Sebastian swampedLong time no blogging … sorry folks. I’m swamped in a huge project that has nothing to do with SEO, and not much with webmastering at all. I’m dealing with complex backend systems and all my script outputs go to a closed user group, so I can’t even blog a new SEO finding or insight every now and then. Ok, except experiences like “Google Maps Premier: ‘organizations need more‘ … well … contact to a salesman within days, not months or years … and of course prices on the Web site”. ;)

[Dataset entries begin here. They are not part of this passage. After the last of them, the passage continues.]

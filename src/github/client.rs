use super::error::{FetchError, RetryableError};
use super::headers::{detect_rate_limit, next_link};
use super::retry::{RateLimitPolicy, RetryConfig};
use super::types::{ApiBranch, ApiCommit};
use crate::error::{Result, TrendError};
use crate::model::{DateWindow, RawCommitRecord, RepositoryRef};
use chrono::{SecondsFormat, Utc};
use futures::stream::{self, BoxStream, Stream, StreamExt, TryStreamExt};
use reqwest::header::ACCEPT;
use reqwest::{Client, StatusCode};
use serde::de::DeserializeOwned;
use std::pin::Pin;
use std::sync::atomic::{AtomicBool, Ordering};
use std::sync::Arc;
use std::task::{Context, Poll};
use std::time::Duration;
use tokio_util::sync::CancellationToken;
use tracing::{debug, warn};

pub const DEFAULT_API_URL: &str = "https://api.github.com";
const API_VERSION: &str = "2022-11-28";
const MEDIA_TYPE: &str = "application/vnd.github+json";
const MAX_PER_PAGE: u32 = 100;

/// Lazily paginated commits of one (repository, author) pair.
///
/// Ends without error when cancelled; [`CommitStream::interrupted`] tells a
/// cut-short stream from a complete one.
pub struct CommitStream {
    pages: BoxStream<'static, std::result::Result<RawCommitRecord, FetchError>>,
    interrupted: Arc<AtomicBool>,
}

impl CommitStream {
    /// `true` once cancellation stopped the stream before its last page.
    pub fn interrupted(&self) -> bool {
        self.interrupted.load(Ordering::Acquire)
    }
}

impl Stream for CommitStream {
    type Item = std::result::Result<RawCommitRecord, FetchError>;

    fn poll_next(mut self: Pin<&mut Self>, cx: &mut Context<'_>) -> Poll<Option<Self::Item>> {
        self.pages.poll_next_unpin(cx)
    }
}

#[derive(Debug, Clone)]
pub struct ClientConfig {
    pub api_url: String,
    pub request_timeout: Duration,
    pub retry: RetryConfig,
    pub rate_limit: RateLimitPolicy,
    pub per_page: u32,
}

impl Default for ClientConfig {
    fn default() -> Self {
        Self {
            api_url: DEFAULT_API_URL.to_string(),
            request_timeout: Duration::from_secs(30),
            retry: RetryConfig::default(),
            rate_limit: RateLimitPolicy::default(),
            per_page: MAX_PER_PAGE,
        }
    }
}

pub struct GithubClientBuilder {
    token: Option<String>,
    config: ClientConfig,
}

impl GithubClientBuilder {
    pub fn new() -> Self {
        Self {
            token: None,
            config: ClientConfig::default(),
        }
    }

    pub fn token(mut self, token: impl Into<String>) -> Self {
        self.token = Some(token.into());
        self
    }

    pub fn api_url(mut self, url: impl Into<String>) -> Self {
        self.config.api_url = url.into();
        self
    }

    pub fn retry_config(mut self, retry: RetryConfig) -> Self {
        self.config.retry = retry;
        self
    }

    pub fn rate_limit_policy(mut self, policy: RateLimitPolicy) -> Self {
        self.config.rate_limit = policy;
        self
    }

    pub fn request_timeout(mut self, timeout: Duration) -> Self {
        self.config.request_timeout = timeout;
        self
    }

    pub fn per_page(mut self, per_page: u32) -> Self {
        self.config.per_page = per_page.clamp(1, MAX_PER_PAGE);
        self
    }

    /// Fails before any network traffic when the token is missing.
    pub fn build(self) -> Result<GithubClient> {
        let token = self
            .token
            .map(|t| t.trim().to_string())
            .filter(|t| !t.is_empty())
            .ok_or_else(|| {
                TrendError::config("GITHUB_TOKEN is not set (pass --token or add it to .env)")
            })?;

        let mut config = self.config;
        config.api_url = config.api_url.trim_end_matches('/').to_string();
        if config.api_url.is_empty() {
            return Err(TrendError::config("GitHub API URL is empty"));
        }

        let http = Client::builder()
            .user_agent(concat!("teampulse/", env!("CARGO_PKG_VERSION")))
            .timeout(config.request_timeout)
            .build()?;

        debug!(api_url = %config.api_url, "GitHub client initialized");

        Ok(GithubClient {
            inner: Arc::new(ClientInner { token, http, config }),
        })
    }
}

impl Default for GithubClientBuilder {
    fn default() -> Self {
        Self::new()
    }
}

struct ClientInner {
    token: String,
    http: Client,
    config: ClientConfig,
}

/// Authenticated GitHub REST client. Cheap to clone; clones share one
/// connection pool and the read-only credential.
#[derive(Clone)]
pub struct GithubClient {
    inner: Arc<ClientInner>,
}

enum Attempt<T> {
    Done(T, Option<String>),
    RateLimited(Option<Duration>),
    Cancelled,
}

enum Cursor {
    First,
    Next(String),
    Done,
}

struct PageState {
    client: GithubClient,
    cursor: Cursor,
    query: Vec<(&'static str, String)>,
    repository: RepositoryRef,
    author: String,
    cancel: CancellationToken,
    interrupted: Arc<AtomicBool>,
}

impl PageState {
    fn interrupt(&self) {
        self.interrupted.store(true, Ordering::Release);
    }
}

impl GithubClient {
    pub fn builder() -> GithubClientBuilder {
        GithubClientBuilder::new()
    }

    pub fn config(&self) -> &ClientConfig {
        &self.inner.config
    }

    fn repo_url(&self, repository: &RepositoryRef, tail: &str) -> String {
        format!(
            "{}/repos/{}/{}/{}",
            self.inner.config.api_url,
            repository.owner(),
            repository.name(),
            tail
        )
    }

    /// Commits in `repository` authored by `author` inside `window`.
    ///
    /// Pages are requested only as the stream is polled. The stream ends
    /// without error once `cancel` fires; records already yielded stand.
    pub fn fetch_commits(
        &self,
        repository: RepositoryRef,
        author: String,
        window: &DateWindow,
        cancel: CancellationToken,
    ) -> CommitStream {
        let query = vec![
            ("author", author.clone()),
            ("since", window.since().to_rfc3339_opts(SecondsFormat::Secs, true)),
            ("until", window.until().to_rfc3339_opts(SecondsFormat::Secs, true)),
            ("per_page", self.inner.config.per_page.to_string()),
        ];
        let interrupted = Arc::new(AtomicBool::new(false));
        let state = PageState {
            client: self.clone(),
            cursor: Cursor::First,
            query,
            repository,
            author,
            cancel,
            interrupted: Arc::clone(&interrupted),
        };

        CommitStream {
            pages: stream::try_unfold(state, next_page).try_flatten().boxed(),
            interrupted,
        }
    }

    /// First page of branches, at most `per_page` of them.
    pub async fn list_branches(
        &self,
        repository: &RepositoryRef,
        per_page: u32,
        cancel: &CancellationToken,
    ) -> std::result::Result<Vec<ApiBranch>, FetchError> {
        let url = self.repo_url(repository, "branches");
        let query = [("per_page", per_page.clamp(1, MAX_PER_PAGE).to_string())];
        let page: Option<(Vec<ApiBranch>, Option<String>)> =
            self.get_page(&url, Some(&query[..]), repository, "", cancel).await?;
        Ok(page.map(|(branches, _)| branches).unwrap_or_default())
    }

    pub async fn get_commit(
        &self,
        repository: &RepositoryRef,
        sha: &str,
        cancel: &CancellationToken,
    ) -> std::result::Result<Option<ApiCommit>, FetchError> {
        let url = self.repo_url(repository, &format!("commits/{sha}"));
        let page: Option<(Option<ApiCommit>, Option<String>)> =
            self.get_page(&url, None, repository, "", cancel).await?;
        Ok(page.and_then(|(commit, _)| commit))
    }

    /// One logical GET: waits out rate limits, retries transient failures,
    /// and returns `Ok(None)` if cancelled. A 409 (empty repository) yields
    /// `T::default()`.
    async fn get_page<T>(
        &self,
        url: &str,
        query: Option<&[(&'static str, String)]>,
        repository: &RepositoryRef,
        author: &str,
        cancel: &CancellationToken,
    ) -> std::result::Result<Option<(T, Option<String>)>, FetchError>
    where
        T: DeserializeOwned + Default,
    {
        let config = &self.inner.config;
        let mut attempt = 0u32;

        loop {
            attempt += 1;
            match self.send_once::<T>(url, query, repository, cancel).await {
                Ok(Attempt::Done(body, next)) => return Ok(Some((body, next))),
                Ok(Attempt::Cancelled) => return Ok(None),
                Ok(Attempt::RateLimited(reset_in)) => {
                    let wait = config.rate_limit.clamp(reset_in);
                    warn!(
                        repository = %repository,
                        author = %author,
                        wait = %humantime::format_duration(wait),
                        "Rate limited, waiting for reset"
                    );
                    if !sleep_or_cancel(wait, cancel).await {
                        return Ok(None);
                    }
                    // rate-limit waits never use up an attempt
                    attempt -= 1;
                }
                Err(err) if err.is_retryable() => {
                    if attempt >= config.retry.max_attempts {
                        return Err(FetchError::FetchFailed {
                            repository: repository.to_string(),
                            author: author.to_string(),
                            attempts: attempt,
                            cause: err.to_string(),
                        });
                    }
                    let delay = config.retry.delay_for(attempt);
                    warn!(
                        repository = %repository,
                        author = %author,
                        attempt,
                        delay = %humantime::format_duration(delay),
                        error = %err,
                        "Transient failure, retrying"
                    );
                    if !sleep_or_cancel(delay, cancel).await {
                        return Ok(None);
                    }
                }
                Err(err) => return Err(err),
            }
        }
    }

    async fn send_once<T>(
        &self,
        url: &str,
        query: Option<&[(&'static str, String)]>,
        repository: &RepositoryRef,
        cancel: &CancellationToken,
    ) -> std::result::Result<Attempt<T>, FetchError>
    where
        T: DeserializeOwned + Default,
    {
        let mut request = self
            .inner
            .http
            .get(url)
            .bearer_auth(&self.inner.token)
            .header(ACCEPT, MEDIA_TYPE)
            .header("X-GitHub-Api-Version", API_VERSION);
        if let Some(query) = query {
            request = request.query(query);
        }

        debug!(url, "GET");
        let response = tokio::select! {
            _ = cancel.cancelled() => return Ok(Attempt::Cancelled),
            response = request.send() => response?,
        };

        let status = response.status();
        if let Some(limit) = detect_rate_limit(status, response.headers(), Utc::now()) {
            return Ok(Attempt::RateLimited(limit.reset_in));
        }

        match status {
            s if s.is_success() => {
                let next = next_link(response.headers());
                let body = tokio::select! {
                    _ = cancel.cancelled() => return Ok(Attempt::Cancelled),
                    body = response.json::<T>() => body,
                };
                match body {
                    Ok(body) => Ok(Attempt::Done(body, next)),
                    Err(e) if e.is_decode() => Err(FetchError::InvalidResponse(e.to_string())),
                    Err(e) => Err(FetchError::Network(e)),
                }
            }
            StatusCode::UNAUTHORIZED | StatusCode::FORBIDDEN => Err(FetchError::AuthFailed {
                repository: repository.to_string(),
                status: status.as_u16(),
            }),
            StatusCode::NOT_FOUND => Err(FetchError::RepositoryNotFound {
                repository: repository.to_string(),
            }),
            StatusCode::CONFLICT => {
                debug!(repository = %repository, "Repository is empty");
                Ok(Attempt::Done(T::default(), None))
            }
            _ => {
                let message = response.text().await.unwrap_or_default();
                Err(FetchError::api(status.as_u16(), message))
            }
        }
    }
}

type PageItems = stream::Iter<std::vec::IntoIter<std::result::Result<RawCommitRecord, FetchError>>>;

async fn next_page(
    mut state: PageState,
) -> std::result::Result<Option<(PageItems, PageState)>, FetchError> {
    let (url, first) = match std::mem::replace(&mut state.cursor, Cursor::Done) {
        Cursor::Done => return Ok(None),
        Cursor::First => (state.client.repo_url(&state.repository, "commits"), true),
        Cursor::Next(url) => (url, false),
    };
    if state.cancel.is_cancelled() {
        state.interrupt();
        return Ok(None);
    }

    let query = first.then_some(state.query.as_slice());
    let page: Option<(Vec<ApiCommit>, Option<String>)> = state
        .client
        .get_page(&url, query, &state.repository, &state.author, &state.cancel)
        .await?;
    let Some((commits, next)) = page else {
        state.interrupt();
        return Ok(None);
    };

    debug!(
        repository = %state.repository,
        author = %state.author,
        count = commits.len(),
        has_next = next.is_some(),
        "Fetched commit page"
    );
    state.cursor = next.map(Cursor::Next).unwrap_or(Cursor::Done);

    let records: Vec<_> = commits
        .into_iter()
        .filter_map(|c| {
            let sha = c.sha.clone();
            let raw = c.into_raw(&state.repository);
            if raw.is_none() {
                warn!(repository = %state.repository, sha = %sha, "Commit without a date, skipping");
            }
            raw.map(Ok)
        })
        .collect();
    Ok(Some((stream::iter(records), state)))
}

/// `false` when the token fired before `wait` elapsed.
async fn sleep_or_cancel(wait: Duration, cancel: &CancellationToken) -> bool {
    tokio::select! {
        _ = cancel.cancelled() => false,
        _ = tokio::time::sleep(wait) => true,
    }
}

However, it’s an awesome experience to optimize business processes that are considered extremely painful in most companies out there. Time recording, payroll accounting, reimbursing of traveling expenses, project controlling and invoicing of time and material in complex service projects is a nightmare that requires handling of shitloads of paper, importing timesheets from spreadsheets, emails and whatnot, … usually. No longer. Compiling data from cellphones, PDAs, blackberries, iPhones, HTML forms, somewhat intelligent time clocks and so on in near real time is a smarter way to build the data pool necessary for accounting and invoicing, and allows fully automated creation of travel expense reports, payslips, project reports and invoices with a few mouse clicks in your browser. If you’re interested, drop me a line and I’ll link you to the startup company I’m working for.

Oh well, I’ve got a long list of topics I wanted to blog, but there’s no time left because I consider my cute monsters more important than blogging and such stuff. For example, I was going to write a pamphlet about Technorati’s spam algos (do not ping too many of your worst enemy’s URLs too often because that’ll ban her/his blog), Google’s misunderstanding of the Robots Exclusion Protocol (REP) (crawler directives like “disallow” in robots.txt do not forbid search engine indexing - the opposite is true), or smart ways to deal with unindexable URIs that contain .exe files when you’re using tools like Progress WebSpeed on Windows boxes with their default settings (hint: Apache’s script alias ends your pain). Unfortunately, none of these posts will be written (soon). Anywayz, I’ll try to update you more often, but I can’t promise anything like that in the near future. Please don’t unsubscribe, I’ll come back to SEO topics. As for the comments, I’m still deleting all “thanks” and “great post” stuff linked to unusual URIs I’m not familiar with. As usual.

All the best!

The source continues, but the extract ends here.